Además, esas desventajas también se traducen en beneficios fiscales, trasferencias presupuestarias, leyes específicas y ayudas políticas, aunque desde la administración pasada las transferencias presupuestarias justificadas en el artículo 75 de la Constitución quedaron en cero, la religión oficial mantiene transferencias desde el Ministerio de Cultura para la manutención de más de 60 inmuebles de su propiedad, usados para fines religiosos y promoción de su credo.
Del mismo modo, las temporalidades de la Iglesia dedicadas a fines educativos.
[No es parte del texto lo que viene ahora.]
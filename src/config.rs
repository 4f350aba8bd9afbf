// SPDX-License-Identifier: Apache-2.0
// Copyright (c) 2025 Au-Zone Technologies. All Rights Reserved.

//! Interpreter configuration.
//!
//! Every field has a default so a JSON document only needs to name the
//! options it changes:
//!
//! ```
//! use edgefirst_velodyne::config::InterpreterConfig;
//!
//! let config = InterpreterConfig::from_json_str(r#"{ "firing_skip": 1 }"#).unwrap();
//! assert_eq!(config.firing_skip, 1);
//! assert!(config.ignore_zero_distances);
//! ```

use crate::{
    framing::DEFAULT_ROLLOVER_MARGIN,
    lidar::{Error, Result, ReturnMode},
    packet::MAX_LASERS,
};
use serde::{Deserialize, Serialize};
use std::path::Path;

/// Decode options applied to a session.
#[derive(Clone, Debug, PartialEq, Serialize, Deserialize)]
#[serde(default, deny_unknown_fields)]
pub struct InterpreterConfig {
    /// Azimuth decrease that marks a new rotation, hundredths of a degree
    pub rollover_margin: u16,
    /// Points reserved per frame
    pub points_per_frame: usize,
    /// Drop returns with a raw distance of zero
    pub ignore_zero_distances: bool,
    /// Apply HDL-64 focal intensity correction
    pub intensity_correction: bool,
    /// Interpolate azimuth and time within a firing block
    pub intra_firing_adjustment: bool,
    /// Firing blocks skipped between two decoded blocks
    pub firing_skip: usize,
    /// Laser ids whose returns are dropped
    pub disabled_lasers: Vec<u8>,
    /// Offset added to every timestamp, microseconds
    pub time_adjust: f64,
    /// Return mode forced on every packet. When unset it is read from
    /// factory field 1, or from the block layout on HDL-64.
    pub return_mode: Option<ReturnMode>,
}

impl Default for InterpreterConfig {
    fn default() -> Self {
        Self {
            rollover_margin: DEFAULT_ROLLOVER_MARGIN,
            points_per_frame: 60_000,
            ignore_zero_distances: true,
            intensity_correction: false,
            intra_firing_adjustment: true,
            firing_skip: 0,
            disabled_lasers: Vec::new(),
            time_adjust: 0.0,
            return_mode: None,
        }
    }
}

impl InterpreterConfig {
    pub fn from_json_str(json: &str) -> Result<Self> {
        let config: Self = serde_json::from_str(json)?;
        config.validate()?;
        Ok(config)
    }

    pub fn from_file(path: impl AsRef<Path>) -> Result<Self> {
        let json = std::fs::read_to_string(path)?;
        Self::from_json_str(&json)
    }

    pub fn validate(&self) -> Result<()> {
        if self.rollover_margin == 0 || self.rollover_margin >= 36_000 {
            return Err(Error::Config(format!(
                "rollover_margin {} outside 1..36000",
                self.rollover_margin
            )));
        }
        if !self.time_adjust.is_finite() {
            return Err(Error::Config("time_adjust must be finite".to_string()));
        }
        if let Some(laser) = self
            .disabled_lasers
            .iter()
            .find(|&&laser| laser as usize >= MAX_LASERS)
        {
            return Err(Error::Config(format!(
                "disabled laser {} exceeds {} lasers",
                laser, MAX_LASERS
            )));
        }
        Ok(())
    }

    /// Per-laser enable mask derived from `disabled_lasers`.
    pub fn laser_mask(&self) -> [bool; MAX_LASERS] {
        let mut mask = [true; MAX_LASERS];
        for &laser in &self.disabled_lasers {
            if let Some(enabled) = mask.get_mut(laser as usize) {
                *enabled = false;
            }
        }
        mask
    }
}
Con fundamento en el artículo 80 de la Constitución, el Ministerio de Educación Pública tiene la posibilidad de transferir dinero de su presupuesto a los centros educativos propiedad de la religión oficial que se cuentan por más de 20 en diferentes zonas del país.
Otro ejemplo, más reciente, es la donación de 162 millones de colones a una organización caritativa dirigida por clérigos católicos provenientes del presupuesto nacional, sin contar las donaciones en especie de las que son objeto por parte de programas gubernamentales que aportan materiales de construcción.
Todas estas trasferencias son financiadas con los impuestos que pagan los y las costarricenses, profesen la religión oficial o no y mientras unos propugnamos por la eliminación de todos estos privilegios, otros pujan por la ampliación de los mismos hacia los otros credos, queriendo llevar a Costa Rica hacia una “multiconfesionalidad”, lo cual conduciría a una profundización de las desigualdades derivadas de una institucionalidad que no responde a los requerimientos de la Costa Rica del siglo XXI.
Para quienes suscribimos, las actividades religiosas, sin excepción, deben ser financiadas en su totalidad por los adeptos de dichas organizaciones y no debe mediar colaboración económica por parte del Estado.
Sin embargo, no solo genera esas desventajas en el plano legal o del tratamiento privilegiado que da la ley a la religión oficial, sino que la inexistencia de un marco legal que opere como principio protector de la libertad de culto, también permite la intromisión, inconveniente e indeseable, de las opiniones religiosas en los debates públicos y de las manifestaciones políticas a través de los credos religiosos.
Así, por ejemplo, se toma como jurisprudencia los textos sagrados de los diferentes grupos religiosos, y se introduce la religión en el discurso político de los partidos que responden a esa visión arcaica de la sociedad, cuando la laicidad le garantizaría a cada culto la libertad de ser practicado y la garantía de que el Estado no podrá interferir en sus asuntos religiosos, como pasó hace unos días en nuestro país, cuando los diputados violaron la libertad de culto de todos los costarricenses al imponer un día de oración en Costa Rica por el motivo que fuera.
Esta intromisión de los diputados que votaron a favor esta moción es una violación a las libertades más fundamentales de todas las personas, pues cada ser humano nace dotado de una libertad y dignidad intrínseca que lo hace un ser individual y único para decidir sobre los asuntos que competen a su vida personal de la forma que más le satisfaga.
Privilegios inmorales para unos y portillos legales para prácticas antidemocráticas para otros, son motivos recurrentes para hacer un enérgico llamado al advenimiento de tiempos mejores, de mayor equidad social y una democracia plena, en suma: una Costa Rica laica.
Esta columna fue escrita en colaboración con Esteban Salazar Valverde, internacionalista.